Data items
____
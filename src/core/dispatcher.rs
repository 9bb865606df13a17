//! Route table and dispatcher.
//!
//! [`Dispatcher::resolve`] maps `(method, path)` to a [`Resolution`] naming the
//! target service, the path to forward, the access policy and the limiter
//! class, or returns `None` for "no route". Resolution is pure and
//! deterministic: rules are compiled once at startup and ranked so that the
//! first match is always the most specific one.
//!
//! Ranking, highest first:
//! 1. exact rules (literal or `:param` segments) before prefix mounts (`/*`);
//! 2. among exact rules, more literal segments first;
//! 3. among prefix mounts, the longest prefix first;
//! 4. method-specific rules before `ANY`;
//! 5. declaration order.
//!
//! Paths carrying dot segments (`.`, `..`, or their percent-encoded forms) or
//! an encoded separator never resolve: backends would normalize them into a
//! different route than the one the gateway authorized.
//!
//! The administrative namespace is resolved separately, by domain segment,
//! and never falls through to the route table. Paths under the internal
//! namespace resolve through the route table but always carry
//! [`AuthRequirement::Internal`].
use std::{cmp::Ordering, collections::HashMap};

use http::Method;

use crate::config::{
    AdminDomainConfig, AuthRequirement, GatewayConfig, PathRewrite, RateLimitClass, RouteMethod,
    RouteRule,
};

/// Outcome of a successful resolution.
#[derive(Debug, Clone, PartialEq, Eq)]
pub struct Resolution {
    pub service: String,
    /// Normalized and rewritten path, without query string.
    pub rewritten_path: String,
    pub auth: AuthRequirement,
    pub rate_limit: RateLimitClass,
    /// The pattern that matched; low-cardinality label for logs and metrics.
    pub pattern: String,
}

#[derive(Debug, Clone, PartialEq, Eq)]
enum Segment {
    Literal(String),
    Param,
}

#[derive(Debug, Clone)]
enum Pattern {
    Exact(Vec<Segment>),
    Prefix(Vec<String>),
}

impl Pattern {
    fn parse(raw: &str) -> Self {
        let normalized = normalize_path(raw);
        if let Some(base) = normalized.strip_suffix("/*") {
            return Pattern::Prefix(segments(base).map(str::to_string).collect());
        }
        Pattern::Exact(
            segments(&normalized)
                .map(|segment| match segment.strip_prefix(':') {
                    Some(_) => Segment::Param,
                    None => Segment::Literal(segment.to_string()),
                })
                .collect(),
        )
    }

    fn matches(&self, path_segments: &[&str]) -> bool {
        match self {
            Pattern::Exact(pattern) => {
                pattern.len() == path_segments.len()
                    && pattern
                        .iter()
                        .zip(path_segments)
                        .all(|(expected, actual)| match expected {
                            Segment::Literal(literal) => literal == actual,
                            Segment::Param => !actual.is_empty(),
                        })
            }
            Pattern::Prefix(prefix) => {
                prefix.len() <= path_segments.len()
                    && prefix.iter().zip(path_segments).all(|(a, b)| a == b)
            }
        }
    }

    fn rank(&self) -> (u8, usize, usize) {
        match self {
            Pattern::Exact(segments) => {
                let literals = segments
                    .iter()
                    .filter(|s| matches!(s, Segment::Literal(_)))
                    .count();
                (0, usize::MAX - literals, usize::MAX - segments.len())
            }
            Pattern::Prefix(prefix) => {
                let chars: usize = prefix.iter().map(String::len).sum();
                (1, usize::MAX - prefix.len(), usize::MAX - chars)
            }
        }
    }
}

#[derive(Debug, Clone)]
struct CompiledRoute {
    method: RouteMethod,
    pattern: Pattern,
    raw: String,
    service: String,
    rewrite: Option<PathRewrite>,
    auth: AuthRequirement,
    rate_limit: RateLimitClass,
}

impl CompiledRoute {
    fn compile(rule: &RouteRule) -> Self {
        Self {
            method: rule.method,
            pattern: Pattern::parse(&rule.path),
            raw: rule.path.clone(),
            service: rule.service.clone(),
            rewrite: rule.rewrite.clone(),
            auth: rule.auth.clone(),
            rate_limit: rule.rate_limit,
        }
    }

    fn precedence(&self, other: &Self) -> Ordering {
        let method_rank = |m: RouteMethod| u8::from(m == RouteMethod::Any);
        self.pattern
            .rank()
            .cmp(&other.pattern.rank())
            .then(method_rank(self.method).cmp(&method_rank(other.method)))
    }
}

pub struct Dispatcher {
    routes: Vec<CompiledRoute>,
    admin_prefix: String,
    admin_domains: HashMap<String, AdminDomainConfig>,
    internal_prefix: String,
}

impl Dispatcher {
    pub fn from_config(config: &GatewayConfig) -> Self {
        let mut routes: Vec<CompiledRoute> =
            config.routes.iter().map(CompiledRoute::compile).collect();
        // Stable sort keeps declaration order among equals.
        routes.sort_by(CompiledRoute::precedence);

        Self {
            routes,
            admin_prefix: normalize_path(&config.admin.prefix),
            admin_domains: config.admin.domains.clone(),
            internal_prefix: normalize_path(&config.internal.prefix),
        }
    }

    pub fn route_count(&self) -> usize {
        self.routes.len()
    }

    pub fn resolve(&self, method: &Method, path: &str) -> Option<Resolution> {
        if is_ambiguous_path(path) {
            return None;
        }
        let path = normalize_path(path);

        if let Some(rest) = strip_prefix_segment(&path, &self.admin_prefix) {
            return self.resolve_admin(rest);
        }

        let mut resolution = self.resolve_table(method, &path)?;
        if strip_prefix_segment(&path, &self.internal_prefix).is_some() {
            resolution.auth = AuthRequirement::Internal;
        }
        Some(resolution)
    }

    fn resolve_table(&self, method: &Method, path: &str) -> Option<Resolution> {
        let path_segments: Vec<&str> = segments(path).collect();
        let route = self
            .routes
            .iter()
            .find(|route| route.method.matches(method) && route.pattern.matches(&path_segments))?;

        let rewritten_path = match &route.rewrite {
            Some(rewrite) => {
                rewrite_prefix(path, &rewrite.from, &rewrite.to).unwrap_or_else(|| path.to_string())
            }
            None => path.to_string(),
        };

        Some(Resolution {
            service: route.service.clone(),
            rewritten_path,
            auth: route.auth.clone(),
            rate_limit: route.rate_limit,
            pattern: route.raw.clone(),
        })
    }

    /// `rest` is what follows the admin prefix: empty or `/<domain>[/...]`.
    fn resolve_admin(&self, rest: &str) -> Option<Resolution> {
        let rest = rest.strip_prefix('/')?;
        let (domain, remainder) = match rest.split_once('/') {
            Some((domain, remainder)) => (domain, Some(remainder)),
            None => (rest, None),
        };
        let target = self.admin_domains.get(domain)?;

        let base = target.rewrite_to.trim_end_matches('/');
        let rewritten_path = match remainder {
            Some(remainder) => format!("{base}/{remainder}"),
            None if base.is_empty() => "/".to_string(),
            None => base.to_string(),
        };

        Some(Resolution {
            service: target.service.clone(),
            rewritten_path,
            auth: target.auth.clone(),
            rate_limit: RateLimitClass::Default,
            pattern: format!("{}/{}/*", self.admin_prefix, domain),
        })
    }
}

/// Collapse repeated slashes and drop the trailing slash (except for root).
pub fn normalize_path(path: &str) -> String {
    let mut normalized = String::with_capacity(path.len() + 1);
    for segment in segments(path) {
        normalized.push('/');
        normalized.push_str(segment);
    }
    if normalized.is_empty() {
        normalized.push('/');
    }
    normalized
}

/// True when `path` holds a `.`/`..` segment (literal or `%2e`-encoded) or an
/// encoded `/` or a backslash.
pub fn is_ambiguous_path(path: &str) -> bool {
    path.split('/').any(|segment| {
        let lowered = segment.to_ascii_lowercase();
        if lowered.contains("%2f") || lowered.contains("%5c") || lowered.contains('\\') {
            return true;
        }
        let decoded = lowered.replace("%2e", ".");
        decoded == "." || decoded == ".."
    })
}

/// Canonical form of a route pattern used to detect duplicates: parameter
/// names are erased so `/a/:id` and `/a/:slug` collide.
pub fn pattern_key(path: &str) -> String {
    let normalized = normalize_path(path);
    let key: Vec<&str> = segments(&normalized)
        .map(|segment| if segment.starts_with(':') { ":" } else { segment })
        .collect();
    format!("/{}", key.join("/"))
}

fn segments(path: &str) -> impl Iterator<Item = &str> {
    path.split('/').filter(|segment| !segment.is_empty())
}

/// Strip `prefix` from `path` when it ends on a segment boundary. Returns the
/// remainder, which is empty or starts with `/`.
fn strip_prefix_segment<'a>(path: &'a str, prefix: &str) -> Option<&'a str> {
    if prefix == "/" {
        return Some(if path == "/" { "" } else { path });
    }
    let rest = path.strip_prefix(prefix)?;
    (rest.is_empty() || rest.starts_with('/')).then_some(rest)
}

/// Replace the `from` prefix of `path` with `to`, on a segment boundary.
pub fn rewrite_prefix(path: &str, from: &str, to: &str) -> Option<String> {
    let from = normalize_path(from);
    let rest = strip_prefix_segment(path, &from)?;
    let to = to.trim_end_matches('/');
    let rewritten = format!("{to}{rest}");
    Some(if rewritten.is_empty() {
        "/".to_string()
    } else {
        rewritten
    })
}
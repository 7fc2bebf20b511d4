// Fixed window and media parameters, nothing here is read at runtime.

pub const WINDOW_TITLE: &str = "SDL Tutorial";
pub const SCREEN_WIDTH: u32 = 640;
pub const SCREEN_HEIGHT: u32 = 480;

/// Directory the key press bitmaps are loaded from (the working directory).
pub const MEDIA_DIR: &str = ".";
use backend::config::{MEDIA_DIR, SCREEN_HEIGHT, SCREEN_WIDTH, WINDOW_TITLE};
use backend::event_loop::EventLoop;
use backend::keys::KeySelection;
use backend::media;
use backend::system::System;
use std::path::Path;

fn main() {
    env_logger::Builder::from_env(env_logger::Env::default().default_filter_or("info"))
        .target(env_logger::Target::Stdout)
        .init();

    let system = match System::new(WINDOW_TITLE, SCREEN_WIDTH, SCREEN_HEIGHT) {
        Ok(s) => s,
        Err(e) => {
            // nothing was acquired that is still alive, SDL is already down
            log::error!("{e}");
            log::error!("Failed to initialize!");
            return;
        }
    };

    let loaded = media::load_images(Path::new(MEDIA_DIR), |p| system.load_image(p));
    match loaded {
        Ok(images) => {
            let mut system = system;
            EventLoop::new().run(&mut system, &images);
            system.release(images);
        }
        Err(partial) => {
            log::error!(
                "Failed to load media! ({} of {} images missing)",
                partial.errors.len(),
                KeySelection::COUNT
            );
            system.release(partial);
        }
    }
}
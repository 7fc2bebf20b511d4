use std::io::{self, Write};
use std::path::Path;

const FILE_HEADER_SIZE: u32 = 14;
const INFO_HEADER_SIZE: u32 = 40;
const BM_MAGIC: u16 = 0x4d42;

/// BITMAPFILEHEADER
#[derive(Debug, Copy, Clone, PartialEq, Eq)]
pub struct FileHeader {
    pub bf_type: u16,
    pub bf_size: u32,
    pub bf_reserved: u32,
    pub bf_off_bits: u32,
}

impl FileHeader {
    pub fn from(pixel_array_size: usize) -> Self {
        Self {
            bf_type: BM_MAGIC,
            bf_size: FILE_HEADER_SIZE + INFO_HEADER_SIZE + pixel_array_size as u32,
            bf_reserved: 0,
            bf_off_bits: FILE_HEADER_SIZE + INFO_HEADER_SIZE,
        }
    }

    fn write_to<W: Write>(&self, out: &mut W) -> io::Result<()> {
        out.write_all(&self.bf_type.to_le_bytes())?;
        out.write_all(&self.bf_size.to_le_bytes())?;
        out.write_all(&self.bf_reserved.to_le_bytes())?;
        out.write_all(&self.bf_off_bits.to_le_bytes())
    }
}

/// BITMAPINFOHEADER for an uncompressed, top-down, 24-bit image
#[derive(Debug, Copy, Clone, PartialEq, Eq)]
pub struct InfoHeader {
    pub bi_size: u32,
    pub bi_width: i32,
    pub bi_height: i32,
    pub bi_planes: u16,
    pub bi_bit_count: u16,
    pub bi_compression: u32,
    pub bi_size_image: u32,
    pub bi_x_pels_per_meter: i32,
    pub bi_y_pels_per_meter: i32,
    pub bi_clr_used: u32,
    pub bi_clr_important: u32,
}

impl InfoHeader {
    pub fn from(width: usize, height: usize, pixel_array_size: usize) -> Self {
        Self {
            bi_size: INFO_HEADER_SIZE,
            bi_width: width as i32,
            // negative height: rows are stored top to bottom
            bi_height: -(height as i32),
            bi_planes: 1,
            bi_bit_count: 24,
            bi_compression: 0,
            bi_size_image: pixel_array_size as u32,
            bi_x_pels_per_meter: 2835,
            bi_y_pels_per_meter: 2835,
            bi_clr_used: 0,
            bi_clr_important: 0,
        }
    }

    fn write_to<W: Write>(&self, out: &mut W) -> io::Result<()> {
        out.write_all(&self.bi_size.to_le_bytes())?;
        out.write_all(&self.bi_width.to_le_bytes())?;
        out.write_all(&self.bi_height.to_le_bytes())?;
        out.write_all(&self.bi_planes.to_le_bytes())?;
        out.write_all(&self.bi_bit_count.to_le_bytes())?;
        out.write_all(&self.bi_compression.to_le_bytes())?;
        out.write_all(&self.bi_size_image.to_le_bytes())?;
        out.write_all(&self.bi_x_pels_per_meter.to_le_bytes())?;
        out.write_all(&self.bi_y_pels_per_meter.to_le_bytes())?;
        out.write_all(&self.bi_clr_used.to_le_bytes())?;
        out.write_all(&self.bi_clr_important.to_le_bytes())
    }
}

#[derive(Debug, Copy, Clone, PartialEq, Eq)]
pub struct Pixel {
    pub r: u8,
    pub g: u8,
    pub b: u8,
}

impl Pixel {
    pub const fn rgb(r: u8, g: u8, b: u8) -> Self {
        Self { r, g, b }
    }
}

/// Tightly packed BGR rows, `3 * width * height` bytes.
pub struct BMP<'a> {
    pub width: usize,
    pub height: usize,
    pub pixels: &'a [u8],
}

impl<'a> BMP<'a> {
    pub fn from_mem(width: usize, height: usize, pixels: &'a [u8]) -> Self {
        Self {
            width,
            height,
            pixels,
        }
    }

    fn row_size(&self) -> usize {
        // rows are padded to 4 bytes
        (3 * self.width + 3) & !3
    }

    pub fn write_to<W: Write>(&self, out: &mut W) -> io::Result<()> {
        let row_bytes = 3 * self.width;
        if self.pixels.len() != row_bytes * self.height {
            return Err(io::Error::new(
                io::ErrorKind::InvalidInput,
                format!(
                    "bmp: {}x{} image needs {} pixel bytes, got {}",
                    self.width,
                    self.height,
                    row_bytes * self.height,
                    self.pixels.len()
                ),
            ));
        }
        let row_size = self.row_size();
        let pixel_array_size = row_size * self.height;
        FileHeader::from(pixel_array_size).write_to(out)?;
        InfoHeader::from(self.width, self.height, pixel_array_size).write_to(out)?;

        let padding = vec![0u8; row_size - row_bytes];
        for row in self.pixels.chunks_exact(row_bytes.max(1)).take(self.height) {
            out.write_all(row)?;
            out.write_all(&padding)?;
        }
        Ok(())
    }

    pub fn to_bytes(&self) -> io::Result<Vec<u8>> {
        let mut out = Vec::with_capacity(
            (FILE_HEADER_SIZE + INFO_HEADER_SIZE) as usize + self.row_size() * self.height,
        );
        self.write_to(&mut out)?;
        Ok(out)
    }

    pub fn to_file(&self, filename: &Path) -> io::Result<()> {
        std::fs::write(filename, self.to_bytes()?)
    }
}

/// Owned drawing buffer that serializes through `BMP`.
pub struct Canvas {
    pub width: usize,
    pub height: usize,
    bgr: Vec<u8>,
}

impl Canvas {
    pub fn new(width: usize, height: usize, background: Pixel) -> Self {
        let mut canvas = Self {
            width,
            height,
            bgr: vec![0; 3 * width * height],
        };
        canvas.fill_rect(0, 0, width, height, background);
        canvas
    }

    /// Fills the rectangle, clipped to the canvas.
    pub fn fill_rect(&mut self, x: usize, y: usize, w: usize, h: usize, color: Pixel) {
        let x_end = (x + w).min(self.width);
        let y_end = (y + h).min(self.height);
        for row in y.min(y_end)..y_end {
            for col in x.min(x_end)..x_end {
                self.set(col, row, color);
            }
        }
    }

    /// Out of range coordinates are ignored.
    pub fn set(&mut self, x: usize, y: usize, color: Pixel) {
        if x >= self.width || y >= self.height {
            return;
        }
        let i = 3 * (y * self.width + x);
        self.bgr[i] = color.b;
        self.bgr[i + 1] = color.g;
        self.bgr[i + 2] = color.r;
    }

    pub fn get(&self, x: usize, y: usize) -> Option<Pixel> {
        if x >= self.width || y >= self.height {
            return None;
        }
        let i = 3 * (y * self.width + x);
        Some(Pixel::rgb(self.bgr[i + 2], self.bgr[i + 1], self.bgr[i]))
    }

    pub fn as_bmp(&self) -> BMP<'_> {
        BMP::from_mem(self.width, self.height, &self.bgr)
    }
}
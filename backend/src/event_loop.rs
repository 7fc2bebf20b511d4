use crate::error::SystemError;
use crate::keys::{ImageSet, KeySelection};
use crate::system::IoEvents;

/// Something that produces input events and can put an image on screen.
pub trait Screen {
    type Image;

    /// Drains every pending event without blocking.
    fn poll_events(&mut self) -> Vec<IoEvents>;

    /// Copies `image` over the whole drawable surface and presents it.
    fn show(&mut self, image: &Self::Image) -> Result<(), SystemError>;
}

#[derive(Debug)]
pub struct EventLoop {
    selection: KeySelection,
    running: bool,
}

impl Default for EventLoop {
    fn default() -> Self {
        Self {
            selection: KeySelection::Default,
            running: true,
        }
    }
}

impl EventLoop {
    pub fn new() -> Self {
        Self::default()
    }

    pub fn selection(&self) -> KeySelection {
        self.selection
    }

    pub fn is_running(&self) -> bool {
        self.running
    }

    pub fn handle(&mut self, event: &IoEvents) {
        match event {
            IoEvents::Quit => self.running = false,
            IoEvents::KeyDown(key) => {
                let sel = KeySelection::from_key(*key);
                if sel != self.selection {
                    log::debug!("selection {:?} -> {sel:?}", self.selection);
                }
                self.selection = sel;
            }
            IoEvents::Other => {}
        }
    }

    /// Runs until a quit event has been seen, returns the number of frames drawn.
    ///
    /// A quit only takes effect at the top of the next iteration: the rest of
    /// the drained events are still applied and the frame is still presented.
    pub fn run<S: Screen>(&mut self, screen: &mut S, images: &ImageSet<S::Image>) -> usize {
        let mut frames = 0;
        while self.running {
            for event in screen.poll_events() {
                self.handle(&event);
            }

            if let Err(e) = screen.show(&images[self.selection]) {
                log::warn!("{e}");
            }
            frames += 1;
        }
        log::info!("event loop finished after {frames} frames");
        frames
    }
}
____
What you need to do => Among the records, find each line where the word "boundary" occurs, and copy it.

Exercise answer =>
/// Strip `prefix` from `path` when it ends on a segment boundary. Returns the
/// Replace the `from` prefix of `path` with `to`, on a segment boundary.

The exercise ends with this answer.